Open mikelove opened 6 years ago
Wanted to try tximeta out. With Salmon 0.14.1 I prepared a salmon index from the gencode v29 (with decoys) currently up on main salmon site (using the --gencode flag). Quantified in mapping mode. When I tried to create a SummarizedExperiment though it was unable to recognize the transcriptome. Is something wrong or is gencode v29 not implemented?
Thanks!
> se <- tximeta(samples_tximeta)
importing quantifications
reading in files with read_tsv
1 2 3 4 5 6 7 8 9 10
tximeta needs a BiocFileCache directory to access and save TxDb objects.
Do you wish to use the default directory: 'C:\Users\msmit248\AppData\Local\BiocFileCache\BiocFileCache\Cache'?
If not, a temporary directory that is specific to this R session will be used.
You can always change this directory later by running: setTximetaBFC()

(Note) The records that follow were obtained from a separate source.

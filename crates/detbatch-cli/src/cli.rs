use std::path::PathBuf;

use clap::{Parser, Subcommand};

use detbatch_pipeline::{ExecutionMode, PipelineConfig};

#[derive(Parser)]
#[command(name = "detbatch", about = "Batch object detection over image directories", version)]
pub struct Cli {
    #[command(subcommand)]
    pub command: Command,

    /// Path to pipeline config file (JSON).
    #[arg(long, global = true)]
    pub config: Option<PathBuf>,

    /// Log level (trace, debug, info, warn, error). `RUST_LOG` takes precedence.
    #[arg(long, default_value = "info", global = true)]
    pub log_level: String,

    /// Detector model file.
    #[arg(long, global = true)]
    pub model: Option<PathBuf>,

    /// Minimum detection score.
    #[arg(long, global = true)]
    pub threshold: Option<f32>,
}

#[derive(Subcommand)]
pub enum Command {
    /// Detect objects in every image of a directory and write one result file per image.
    Run {
        /// Directory scanned for images.
        input_dir: Option<PathBuf>,
        /// Directory receiving the result files.
        output_dir: Option<PathBuf>,
        /// Inference worker threads.
        #[arg(long)]
        workers: Option<usize>,
        /// Slab pool capacity as a multiple of the worker count.
        #[arg(long)]
        pool_multiplier: Option<usize>,
        /// Result-writing threads (0 = write on the writer stage thread).
        #[arg(long)]
        savers: Option<usize>,
        /// Scheduling mode.
        #[arg(long)]
        mode: Option<ModeArg>,
        /// Maximum directory depth to scan (1 = top level only).
        #[arg(long)]
        max_depth: Option<usize>,
        /// Print the run report as JSON on stdout.
        #[arg(long)]
        json: bool,
    },
    /// Run the detector on a single image and print its result lines.
    Detect {
        #[arg(required = true)]
        input: PathBuf,
        /// Repeat inference N times and report the mean latency.
        #[arg(long, default_value = "1")]
        repeat: usize,
    },
    /// Print the effective configuration as JSON.
    ShowConfig,
}

#[derive(Clone, Copy, Debug, clap::ValueEnum)]
pub enum ModeArg {
    Sequential,
    Pooled,
    Pipelined,
}

impl From<ModeArg> for ExecutionMode {
    fn from(mode: ModeArg) -> Self {
        match mode {
            ModeArg::Sequential => ExecutionMode::Sequential,
            ModeArg::Pooled => ExecutionMode::Pooled,
            ModeArg::Pipelined => ExecutionMode::Pipelined,
        }
    }
}

/// Load the config file (or defaults) and apply the global overrides.
pub fn load_config(cli: &Cli) -> anyhow::Result<PipelineConfig> {
    let mut config = match &cli.config {
        Some(path) => PipelineConfig::from_json_file(path)?,
        None => PipelineConfig::default(),
    };
    if let Some(model) = &cli.model {
        config.model_path = Some(model.clone());
    }
    if let Some(threshold) = cli.threshold {
        config.confidence_threshold = threshold;
    }
    Ok(config)
}

/// Overrides from `run` arguments.
pub struct RunOverrides {
    pub input_dir: Option<PathBuf>,
    pub output_dir: Option<PathBuf>,
    pub workers: Option<usize>,
    pub pool_multiplier: Option<usize>,
    pub savers: Option<usize>,
    pub mode: Option<ModeArg>,
    pub max_depth: Option<usize>,
}

impl RunOverrides {
    pub fn apply(self, config: &mut PipelineConfig) {
        if let Some(dir) = self.input_dir {
            config.input_dir = dir;
        }
        if let Some(dir) = self.output_dir {
            config.output_dir = dir;
        }
        if let Some(workers) = self.workers {
            config.workers = workers;
        }
        if let Some(multiplier) = self.pool_multiplier {
            config.pool_capacity_multiplier = multiplier;
        }
        if let Some(savers) = self.savers {
            config.savers = savers;
        }
        if let Some(mode) = self.mode {
            config.mode = mode.into();
        }
        if self.max_depth.is_some() {
            config.max_depth = self.max_depth;
        }
    }
}

#[cfg(feature = "onnx")]
mod onnx {
    use std::path::Path;
    use std::time::Instant;

    use anyhow::Context;

    use detbatch_core::{tensor_len, Detector, ImageGeometry, Transform};
    use detbatch_detect::{ImageTransform, OnnxDetector};
    use detbatch_pipeline::{format_detections, BatchRunner, PipelineConfig, RunReport};

    fn model_path(config: &PipelineConfig) -> anyhow::Result<std::path::PathBuf> {
        let model = config
            .model_path
            .clone()
            .context("no detector model configured (use --model or model_path)")?;
        anyhow::ensure!(model.is_file(), "model file {} not found", model.display());
        Ok(model)
    }

    pub fn run_batch(config: PipelineConfig) -> anyhow::Result<RunReport> {
        let model = model_path(&config)?;
        let threshold = config.confidence_threshold;
        let runner = BatchRunner::build(config, ImageTransform::new(), move |worker| {
            tracing::debug!(worker, "loading detector shard");
            OnnxDetector::load(&model, threshold)
        })?;
        Ok(runner.run_dir()?)
    }

    pub fn detect_one(config: &PipelineConfig, input: &Path, repeat: usize) -> anyhow::Result<()> {
        config.validate()?;
        let model = model_path(config)?;
        let mut detector = OnnxDetector::load(&model, config.confidence_threshold)?;
        let transform = ImageTransform::new();

        let image = transform.decode(input)?;
        let mut tensor = vec![0.0f32; tensor_len(config.input_width, config.input_height)];
        let letterbox = transform.transform(
            &image,
            config.input_width,
            config.input_height,
            config.scale_fill,
            &mut tensor,
        )?;
        let geometry = ImageGeometry {
            original_width: image.width,
            original_height: image.height,
            input_width: config.input_width,
            input_height: config.input_height,
            letterbox,
        };

        let repeat = repeat.max(1);
        let start = Instant::now();
        let mut detections = Vec::new();
        for _ in 0..repeat {
            detections = detector.detect(&tensor, &geometry)?;
        }
        let mean_ms = start.elapsed().as_secs_f64() * 1000.0 / repeat as f64;

        println!("{}", format_detections(&detections));
        eprintln!(
            "[{} detections | {}x{} | {:.1}ms mean over {} run(s) | {}]",
            detections.len(),
            image.width,
            image.height,
            mean_ms,
            repeat,
            detector.name()
        );
        Ok(())
    }
}

#[cfg(not(feature = "onnx"))]
mod onnx {
    use std::path::Path;

    use detbatch_pipeline::{PipelineConfig, RunReport};

    const NO_BACKEND: &str =
        "detbatch was built without a detector back-end; rebuild with `--features onnx`";

    pub fn run_batch(_config: PipelineConfig) -> anyhow::Result<RunReport> {
        anyhow::bail!(NO_BACKEND)
    }

    pub fn detect_one(_config: &PipelineConfig, _input: &Path, _repeat: usize) -> anyhow::Result<()> {
        anyhow::bail!(NO_BACKEND)
    }
}

pub use onnx::{detect_one, run_batch};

Or enter [0] to exit and set this directory manually now.
1: Yes (use default)
2: No (use temp)
Selection: 2
couldn't find matching transcriptome, returning un-ranged SummarizedExperiment
> se
class: SummarizedExperiment
dim: 205870 10
metadata(3): tximetaInfo quantInfo countsFromAbundance
assays(3): counts abundance length
rownames(205870): ENST00000456328.2 ENST00000450305.2 ... ENST00000387460.2 ENST00000387461.2
rowData names(0):
colnames(10): kw01_ifng kw01_veh ... p154_ifng p154_veh
colData names(6): run person ... batch names
> dim(se)
[1] 205870 10
I think we’ll need to get Gencode + decoy hash values from @rob-p. Correct Rob? We’ll work out a pipeline.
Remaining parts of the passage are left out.